Perlmutter abrió el primer libro y lo hojeó.
—Del diario de a bordo del barco mercante Manchester, cerca de las islas Malvinas, 14 de febrero de 1946: «Mar en calma, vientos del sudoeste con fuerza tres o cuatro. En 1100 el primer oficial ha informado de un objeto a estribor. Al principio parecía una ballena muerta, pero creemos que se trata de una embarcación».
Cerró el libro y abrió otro.
—Carguero Southern Star, 3 de abril de 1948, cerca de Santa Cruz, Argentina. «Objeto desconocido, posible embarcación, avistado a la deriva a una distancia de dos millas. Casco negro y pequeña superestructura en situación central. Parece abandonado».
Perlmutter cogió otro libro, el tercero.
—Archivos de una estación ballenera de las Georgias del Sur. En febrero de 1951 el ballenero Paulita llegó con una captura de tres ballenas macho grises, maduras. El capitán dice haber avistado un barco fantasma de casco bajo y negro y con una pequeña vela en medio, a unas cien millas al norte, a la deriva. La tripulación lo llamaba el Espectro del Atlántico Sur.
—¿Y tú crees que el Barbarigo es el Espectro del Atlántico? —preguntó Summer.
—Podría ser perfectamente. Durante veintidós años se vio navegar a la deriva por el sur del Atlántico un supuesto barco fantasma. Por una serie de motivos parecía que nadie llegó a verlo de cerca, pero todas las descripciones se parecen. Yo creo que un submarino bien cerrado podría vagar durante bastante tiempo por el mar vacío.
—En esas latitudes meridionales no sería difícil que la torre de mando quedara cubierta de hielo —dijo Dirk—. Por eso desde lejos parecía una vela.
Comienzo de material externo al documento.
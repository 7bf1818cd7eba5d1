//! Goal category model and the seeded default set.

use serde::{Deserialize, Serialize};

/// User-facing grouping for goals, with display color and icon.
///
/// Goals reference a category by `name`, not by `id`.
#[derive(Debug, Clone, PartialEq, Eq, Serialize, Deserialize)]
pub struct GoalCategory {
    pub id: String,
    pub name: String,
    /// Hex color used by the UI, e.g. `#4CAF50`.
    pub color: String,
    /// Single display glyph.
    pub icon: String,
}

impl GoalCategory {
    pub fn new(
        id: impl Into<String>,
        name: impl Into<String>,
        color: impl Into<String>,
        icon: impl Into<String>,
    ) -> Self {
        Self {
            id: id.into(),
            name: name.into(),
            color: color.into(),
            icon: icon.into(),
        }
    }
}

/// The fixed set seeded on first category access.
///
/// IDs and display attributes are stable; re-seeding must produce the exact
/// same six records.
pub fn default_categories() -> Vec<GoalCategory> {
    vec![
        GoalCategory::new("1", "Health & Fitness", "#4CAF50", "\u{1F4AA}"),
        GoalCategory::new("2", "Career", "#2196F3", "\u{1F4BC}"),
        GoalCategory::new("3", "Education", "#FF9800", "\u{1F4DA}"),
        GoalCategory::new("4", "Personal", "#9C27B0", "\u{1F31F}"),
        GoalCategory::new("5", "Financial", "#4CAF50", "\u{1F4B0}"),
        GoalCategory::new("6", "Relationships", "#E91E63", "\u{2764}\u{FE0F}"),
    ]
}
—Podría confirmarlo el último avistamiento del que se tiene noticia. —Perlmutter abrió el último libro—. Fue en 1964. Un aventurero, Leigh Hunt, estaba dando la vuelta al mundo en solitario y vio algo raro. Ah, aquí está —dijo, y empezó a leer el pasaje en voz alta—: «Al acercarme al estrecho de Magallanes me encontré con una tormenta espantosa, brutal incluso para esas aguas. Durante treinta horas luché contra olas de siete metros y unos vientos huracanados que intentaban lanzarme con toda su furia contra las rocas del cabo de Hornos. Fue en el transcurso de este duelo cuando vislumbré el Espectro del Atlántico Sur. Al principio pensé que era un iceberg, porque tenía incrustaciones de hielo, pero debajo vi cantos oscuros y afilados de acero. Pasó de largo enseguida, empujado por los vientos y las olas, rumbo a una muerte segura en las costas de Tierra del Fuego».
—Uau —dijo Summer—. En 1964 seguía a flote.
—Sí, aunque si es cierto lo que dice Hunt, no siguió estándolo durante mucho tiempo más —replicó Perlmutter.
—¿Hunt aún vive? —preguntó ella—. Quizá podríamos hablar con él.
—Por desgracia hace unos años se perdió en el mar, aunque es posible que su familia conserve sus diarios de a bordo.
Dirk se acabó su copa de vino y miró a su hermana.
—Pues nada, Summer, parece que aún nos dejas dos misterios sin resolver.
—Sí —dijo Summer acabando de expresar su pensamiento—: Dónde se hundió el Barbarigo y qué transportaba.